The lines to copy are those holding the string "client" in the entries below.

PROVIDED DATA below:

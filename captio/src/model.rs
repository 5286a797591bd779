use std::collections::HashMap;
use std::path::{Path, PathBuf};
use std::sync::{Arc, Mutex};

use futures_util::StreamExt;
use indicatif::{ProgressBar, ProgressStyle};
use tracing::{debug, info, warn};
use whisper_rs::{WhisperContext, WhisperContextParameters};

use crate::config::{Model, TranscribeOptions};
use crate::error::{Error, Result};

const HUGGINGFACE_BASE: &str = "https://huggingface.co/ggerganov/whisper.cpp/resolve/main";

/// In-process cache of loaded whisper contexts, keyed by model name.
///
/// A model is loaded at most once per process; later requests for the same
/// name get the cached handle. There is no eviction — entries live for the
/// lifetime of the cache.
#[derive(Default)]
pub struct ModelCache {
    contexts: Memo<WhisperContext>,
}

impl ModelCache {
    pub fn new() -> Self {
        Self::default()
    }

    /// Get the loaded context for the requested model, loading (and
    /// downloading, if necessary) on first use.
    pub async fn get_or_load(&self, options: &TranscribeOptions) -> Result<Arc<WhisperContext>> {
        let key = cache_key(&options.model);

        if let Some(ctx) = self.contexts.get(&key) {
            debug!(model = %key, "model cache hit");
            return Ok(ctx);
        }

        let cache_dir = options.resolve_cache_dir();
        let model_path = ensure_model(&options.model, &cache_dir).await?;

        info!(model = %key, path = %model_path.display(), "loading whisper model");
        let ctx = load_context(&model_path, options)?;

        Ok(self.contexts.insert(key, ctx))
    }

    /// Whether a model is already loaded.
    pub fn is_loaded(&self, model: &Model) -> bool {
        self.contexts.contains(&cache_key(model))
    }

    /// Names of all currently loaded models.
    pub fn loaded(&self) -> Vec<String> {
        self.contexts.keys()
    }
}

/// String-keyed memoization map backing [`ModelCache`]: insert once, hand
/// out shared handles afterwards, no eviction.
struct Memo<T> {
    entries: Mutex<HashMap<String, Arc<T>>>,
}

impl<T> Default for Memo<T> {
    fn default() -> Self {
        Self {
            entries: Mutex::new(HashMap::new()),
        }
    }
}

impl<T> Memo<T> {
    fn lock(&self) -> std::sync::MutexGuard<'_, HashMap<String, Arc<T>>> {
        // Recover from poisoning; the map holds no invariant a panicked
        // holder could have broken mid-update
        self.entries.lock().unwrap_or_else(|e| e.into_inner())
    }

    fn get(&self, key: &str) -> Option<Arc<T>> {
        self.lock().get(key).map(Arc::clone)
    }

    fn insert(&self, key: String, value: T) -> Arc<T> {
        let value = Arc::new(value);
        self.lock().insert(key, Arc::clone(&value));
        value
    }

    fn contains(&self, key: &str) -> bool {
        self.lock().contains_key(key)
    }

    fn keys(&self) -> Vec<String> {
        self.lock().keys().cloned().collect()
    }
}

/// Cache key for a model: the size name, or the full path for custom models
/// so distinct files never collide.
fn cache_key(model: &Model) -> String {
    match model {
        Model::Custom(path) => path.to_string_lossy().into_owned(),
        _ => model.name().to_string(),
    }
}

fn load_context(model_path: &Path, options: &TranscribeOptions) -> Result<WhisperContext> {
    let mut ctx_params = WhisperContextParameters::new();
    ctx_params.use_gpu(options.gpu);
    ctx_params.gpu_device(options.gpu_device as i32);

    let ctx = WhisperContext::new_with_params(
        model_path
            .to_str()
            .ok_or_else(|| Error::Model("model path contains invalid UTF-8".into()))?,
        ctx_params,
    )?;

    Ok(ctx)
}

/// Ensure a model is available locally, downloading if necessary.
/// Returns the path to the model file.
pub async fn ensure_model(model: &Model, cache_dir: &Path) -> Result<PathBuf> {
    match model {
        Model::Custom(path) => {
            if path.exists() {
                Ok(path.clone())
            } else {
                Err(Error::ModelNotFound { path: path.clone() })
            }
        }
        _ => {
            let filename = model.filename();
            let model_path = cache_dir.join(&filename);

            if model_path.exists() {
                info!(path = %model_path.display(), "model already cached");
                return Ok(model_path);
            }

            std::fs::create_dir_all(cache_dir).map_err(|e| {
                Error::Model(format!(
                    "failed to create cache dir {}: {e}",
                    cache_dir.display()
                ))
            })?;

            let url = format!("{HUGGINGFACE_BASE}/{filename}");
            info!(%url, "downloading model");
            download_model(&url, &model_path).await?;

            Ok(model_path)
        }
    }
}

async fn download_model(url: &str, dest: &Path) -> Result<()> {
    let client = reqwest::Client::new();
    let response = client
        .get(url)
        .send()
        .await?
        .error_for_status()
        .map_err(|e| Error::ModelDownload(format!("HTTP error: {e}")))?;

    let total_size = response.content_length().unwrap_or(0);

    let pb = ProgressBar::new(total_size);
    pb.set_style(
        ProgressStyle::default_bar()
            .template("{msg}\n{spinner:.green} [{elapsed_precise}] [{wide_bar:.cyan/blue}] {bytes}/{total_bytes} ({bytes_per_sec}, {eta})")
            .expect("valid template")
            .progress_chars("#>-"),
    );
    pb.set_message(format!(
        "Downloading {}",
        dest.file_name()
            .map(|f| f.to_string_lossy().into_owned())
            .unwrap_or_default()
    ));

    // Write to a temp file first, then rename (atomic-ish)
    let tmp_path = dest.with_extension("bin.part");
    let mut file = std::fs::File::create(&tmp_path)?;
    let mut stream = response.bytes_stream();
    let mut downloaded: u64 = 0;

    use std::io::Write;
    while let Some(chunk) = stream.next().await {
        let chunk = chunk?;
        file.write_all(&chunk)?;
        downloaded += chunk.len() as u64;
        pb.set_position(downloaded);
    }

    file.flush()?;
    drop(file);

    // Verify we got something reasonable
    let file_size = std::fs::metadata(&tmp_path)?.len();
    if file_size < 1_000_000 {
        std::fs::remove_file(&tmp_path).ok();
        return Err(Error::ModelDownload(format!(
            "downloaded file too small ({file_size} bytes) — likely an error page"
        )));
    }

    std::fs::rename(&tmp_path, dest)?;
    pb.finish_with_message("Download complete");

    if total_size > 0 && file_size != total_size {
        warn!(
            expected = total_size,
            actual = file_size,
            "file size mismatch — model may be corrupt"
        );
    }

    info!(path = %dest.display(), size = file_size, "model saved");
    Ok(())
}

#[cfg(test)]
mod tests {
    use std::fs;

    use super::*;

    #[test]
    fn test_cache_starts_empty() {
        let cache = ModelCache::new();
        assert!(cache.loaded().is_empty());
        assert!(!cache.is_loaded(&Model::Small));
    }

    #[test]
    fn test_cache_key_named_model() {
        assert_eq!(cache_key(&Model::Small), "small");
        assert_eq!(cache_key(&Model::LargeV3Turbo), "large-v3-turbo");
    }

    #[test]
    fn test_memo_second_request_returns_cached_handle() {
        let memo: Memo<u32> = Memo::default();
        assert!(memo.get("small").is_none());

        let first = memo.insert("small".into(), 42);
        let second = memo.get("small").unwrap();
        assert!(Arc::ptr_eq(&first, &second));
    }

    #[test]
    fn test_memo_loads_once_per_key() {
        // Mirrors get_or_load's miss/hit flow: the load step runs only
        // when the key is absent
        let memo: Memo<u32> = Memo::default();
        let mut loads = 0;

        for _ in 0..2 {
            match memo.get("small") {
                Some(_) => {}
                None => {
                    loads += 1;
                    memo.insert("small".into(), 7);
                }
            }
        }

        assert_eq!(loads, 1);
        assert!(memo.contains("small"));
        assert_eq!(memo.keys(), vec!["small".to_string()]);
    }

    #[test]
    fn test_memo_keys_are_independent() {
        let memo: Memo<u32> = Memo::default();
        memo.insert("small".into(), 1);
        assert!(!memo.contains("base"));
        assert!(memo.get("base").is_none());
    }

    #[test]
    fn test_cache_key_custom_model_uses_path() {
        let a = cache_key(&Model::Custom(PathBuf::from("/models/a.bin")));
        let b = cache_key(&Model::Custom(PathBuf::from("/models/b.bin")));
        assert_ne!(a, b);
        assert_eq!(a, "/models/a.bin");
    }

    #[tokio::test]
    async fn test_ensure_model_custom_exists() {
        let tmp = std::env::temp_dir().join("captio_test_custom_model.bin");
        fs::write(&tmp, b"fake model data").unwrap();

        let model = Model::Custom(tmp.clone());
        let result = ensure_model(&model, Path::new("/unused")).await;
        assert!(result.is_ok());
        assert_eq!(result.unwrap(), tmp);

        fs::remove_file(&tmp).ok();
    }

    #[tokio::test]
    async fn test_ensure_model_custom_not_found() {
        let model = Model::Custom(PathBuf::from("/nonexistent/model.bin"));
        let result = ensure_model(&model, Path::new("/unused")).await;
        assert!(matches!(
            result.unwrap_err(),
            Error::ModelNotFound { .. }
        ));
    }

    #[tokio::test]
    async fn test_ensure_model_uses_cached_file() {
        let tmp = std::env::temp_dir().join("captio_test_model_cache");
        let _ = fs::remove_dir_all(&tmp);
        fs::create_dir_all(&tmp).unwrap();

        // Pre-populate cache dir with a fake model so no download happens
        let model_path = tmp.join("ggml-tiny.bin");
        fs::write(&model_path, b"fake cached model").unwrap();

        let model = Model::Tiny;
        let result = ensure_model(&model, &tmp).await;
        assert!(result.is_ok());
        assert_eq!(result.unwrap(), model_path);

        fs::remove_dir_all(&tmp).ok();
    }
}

End of PROVIDED DATA.

> EXERCISE RESULT:
    let client = reqwest::Client::new();
    let response = client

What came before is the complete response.